The Best Medicine

Pills & Ills

In our culture, the pill is a symbol of healing. As such, the pill and the rituals surrounding it create powerful expectations of relief. And this expectation probably accounts for part of a pill's or capsule's therapeutic power.

As a result, placebos in pill form are remarkably effective. For example, propranolol is a drug often prescribed after a heart attack to regulate the heartbeat and prevent further damage. In a study headed by Ralph Horwitz, M.D., at the Yale University School of Medicine, patients who took propranolol regularly for a year had half the death rate of those who took it less regularly. But in the same study, those who took a placebo regularly also had half the death rate of those who took the placebo less regularly—even though the two groups of placebo users were similar medically and psychologically.

Placebo pills may also get their therapeutic power from the learning process known as conditioning. Just as Pavlov's dogs learned to salivate upon hearing a bell because the sound of a bell had accompanied food, a medically neutral substance or procedure associated with drug administration may eventually elicit the same response as the drug. For example, after a rat has been given several injections of amphetamine, an injection of saltwater alone produces a temporarily hyperactive rodent, just as the amphetamine had.

A similar process may well occur in humans. People who have experienced relief after taking a pill may unconsciously learn through conditioning that various characteristics of the pill—for example, its shape or color—and the context in which the pill is given, bring relief. A careful study by Eugene Laska, Ph.D., and Abraham Sunshine, M.D., has shown that the degree to which a placebo relieves pain is directly related to the potency of the pain medication taken the previous day. In other words, a placebo will relieve your headache more effectively if you took two codeine tablets yesterday than if you took a single children's aspirin. Clearly, previous experiences with treatment influence the response to placebo treatment, and a placebo is most effective when it follows active treatment.

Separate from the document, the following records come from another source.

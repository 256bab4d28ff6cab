//! Runs the built binary in both modes against each other.

mod common;

use std::process::Stdio;
use std::time::Duration;

use tokio::process::Command;

use common::{ephemeral, sample_file};

const BIN: &str = env!("CARGO_BIN_EXE_udp-file-transfer");

#[tokio::test]
async fn client_and_server_move_a_file_on_disk() {
    let dir = tempfile::tempdir().unwrap();
    let input = dir.path().join("input.bin");
    let output = dir.path().join("received.bin");
    let file = sample_file(137);
    std::fs::write(&input, &file).unwrap();

    // Reserve a free port, then release it for the server.
    let addr = ephemeral().await.local_addr;

    let mut server = Command::new(BIN)
        .args(["server", "--bind", &addr.to_string(), "--output"])
        .arg(&output)
        .args(["--timeout", "0.3", "--idle-limit", "20"])
        .stdout(Stdio::piped())
        .spawn()
        .unwrap();
    tokio::time::sleep(Duration::from_millis(300)).await;

    let client = Command::new(BIN)
        .arg("client")
        .arg(&input)
        .args(["--server", &addr.to_string(), "--timeout", "0.2", "--settle", "0.1"])
        .output();
    let client = tokio::time::timeout(Duration::from_secs(30), client)
        .await
        .expect("client hung")
        .unwrap();
    assert!(client.status.success());
    assert!(String::from_utf8_lossy(&client.stdout).starts_with("success"));

    let status = tokio::time::timeout(Duration::from_secs(30), server.wait())
        .await
        .expect("server hung")
        .unwrap();
    assert!(status.success());
    assert_eq!(std::fs::read(&output).unwrap(), file);
}

#[tokio::test]
async fn client_fails_without_a_server() {
    let dir = tempfile::tempdir().unwrap();
    let input = dir.path().join("input.bin");
    std::fs::write(&input, b"nobody listening").unwrap();
    let addr = ephemeral().await.local_addr;

    let client = Command::new(BIN)
        .arg("client")
        .arg(&input)
        .args(["--server", &addr.to_string(), "--timeout", "0.2"])
        .output()
        .await
        .unwrap();
    assert!(!client.status.success());
}

#[tokio::test]
async fn fault_rates_must_be_probabilities() {
    for rate in ["NaN", "1.5", "-0.1"] {
        let client = Command::new(BIN)
            .args(["client", "missing.bin", "--loss-rate", rate])
            .output()
            .await
            .unwrap();
        assert!(!client.status.success());
        assert!(String::from_utf8_lossy(&client.stderr).contains("--loss-rate"));
    }
}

All of this raises a provocative question: Might doctors someday openly use placebos as part of everyday treatment? Robert Ader, Ph.D., a psychologist at the University of Rochester and an expert on conditioned drug responses, suggests that in some treatment regimens placebo pills could be periodically substituted for drug-containing pills without losing the desired response to the drug. For example, someone taking codeine for a chronic pain problem could substitute placebo pills half or more of the time and as a result of conditioning get adequate pain relief. This approach would reduce the dose of "real" medicine, reduce the cost of treatment, and probably reduce toxicity and side effects as well. Like other research findings on placebo treatment, however, this approach has yet to be thoroughly tested and applied.

Distress Factors

In considering how placebos may work, the distinction between disease and illness is worth noting. Disease can be defined as an abnormal state of the body—a broken leg, cancer, a lung infection—whereas illness is the suffering that accompanies disease. More succinctly, disease is what a physician sees; illness is what the patient feels. The misery of illness is a mixture of unpleasant symptoms, fear, and demoralization. Often people who are ill don't know what's wrong or what will happen to them. They feel at the mercy of the body that has betrayed them.

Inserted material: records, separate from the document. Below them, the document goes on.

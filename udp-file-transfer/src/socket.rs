//! Datagram transport seam and its tokio UDP implementation.
//!
//! The protocol loops are generic over [`Transport`]: send an opaque buffer
//! to a peer, or wait a bounded time for the next inbound buffer.  A receive
//! timeout is reported as [`Recv::TimedOut`], not as an error, because the
//! loops treat it as a scheduled recovery signal.

use std::io;
use std::net::SocketAddr;
use std::time::Duration;

use tokio::net::UdpSocket;
use tokio::time::timeout;

/// Largest datagram read in one receive call.
pub const MAX_DATAGRAM: usize = 1024;

/// Result of one bounded receive.
#[derive(Debug, Clone, PartialEq, Eq)]
pub enum Recv {
    Datagram(Vec<u8>, SocketAddr),
    TimedOut,
}

/// Unreliable, unordered, message-oriented channel.
#[allow(async_fn_in_trait)]
pub trait Transport {
    /// Send `buf` as one datagram to `peer`.
    async fn send_to(&self, buf: &[u8], peer: SocketAddr) -> io::Result<()>;

    /// Wait for the next datagram.  `None` waits indefinitely.
    async fn recv_from(&self, wait: Option<Duration>) -> io::Result<Recv>;
}

impl<T: Transport + ?Sized> Transport for &T {
    async fn send_to(&self, buf: &[u8], peer: SocketAddr) -> io::Result<()> {
        (**self).send_to(buf, peer).await
    }

    async fn recv_from(&self, wait: Option<Duration>) -> io::Result<Recv> {
        (**self).recv_from(wait).await
    }
}

// ---------------------------------------------------------------------------
// Socket
// ---------------------------------------------------------------------------

/// A UDP socket bound to a local address.
#[derive(Debug)]
pub struct Socket {
    /// Address this socket is bound to (filled in after OS assigns ephemeral port).
    pub local_addr: SocketAddr,
    inner: UdpSocket,
}

impl Socket {
    /// Bind a new socket to `local_addr`.
    ///
    /// Passing `127.0.0.1:0` lets the OS choose an ephemeral port.
    pub async fn bind(local_addr: SocketAddr) -> io::Result<Self> {
        let inner = UdpSocket::bind(local_addr).await?;
        let local_addr = inner.local_addr()?;
        Ok(Self { local_addr, inner })
    }
}

impl Transport for Socket {
    async fn send_to(&self, buf: &[u8], peer: SocketAddr) -> io::Result<()> {
        self.inner.send_to(buf, peer).await?;
        Ok(())
    }

    async fn recv_from(&self, wait: Option<Duration>) -> io::Result<Recv> {
        let mut buf = vec![0u8; MAX_DATAGRAM];
        let (n, addr) = match wait {
            Some(limit) => match timeout(limit, self.inner.recv_from(&mut buf)).await {
                Ok(result) => result?,
                Err(_elapsed) => return Ok(Recv::TimedOut),
            },
            None => self.inner.recv_from(&mut buf).await?,
        };
        buf.truncate(n);
        Ok(Recv::Datagram(buf, addr))
    }
}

Placebo treatment may or may not benefit disease, but it always benefits illness. The decision to seek treatment restores some sense of control. The symbols and rituals of healing—the doctor's office, stethoscope, physical exam—offer reassurance; the prognosis, when favorable, reduces fear and uncertainty, and even when unfavorable reduces the distress of uncertainty; and a plausible treatment mobilizes hope and creates the expectation of improvement.

Since placebos may work in part by reducing the distress of illness, it comes as little surprise that placebo treatment seems most effective for afflictions in which distress directly affects the symptoms. In certain forms of depression and anxiety, for example, distress is the illness, and placebos are remarkably effective. Pain often improves with placebo treatment, as do asthma and moderate high blood pressure; in these conditions distress is one of the symptoms, or contributes directly to the symptoms.

There is no direct evidence that placebo treatment influences the course of diseases like cancer or bacterial infection. But distress does reduce the efficiency of the immune system, and it affects the secretion of hormones important in disease resistance. It is conceivable that by reducing distress, placebo treatment could influence countless diseases, including some we don't usually think of as subject to psychological influence.

Neglected and Rejected

Given its effectiveness, why is the placebo response ignored and often disparaged by the medical community? Some of the negativity surrounding the placebo comes from the term itself. Placebo is Latin for "I shall please." Because it is the first word of the Catholic vespers for the dead, these vespers were commonly referred to in the 12th century as "placebos." By the 14th century, placebo had become a secular and pejorative term; it meant flatterer, today. This usage probably stemmed from the derision felt toward professional mourners, who were paid to sing placebos. When placebo entered medical terminology, the pejorative connotation stuck: It was defined as a medicine given to please patients rather than to benefit them. In the 20th century the word took on its current definition, referring to a lack of pharmacologic activity.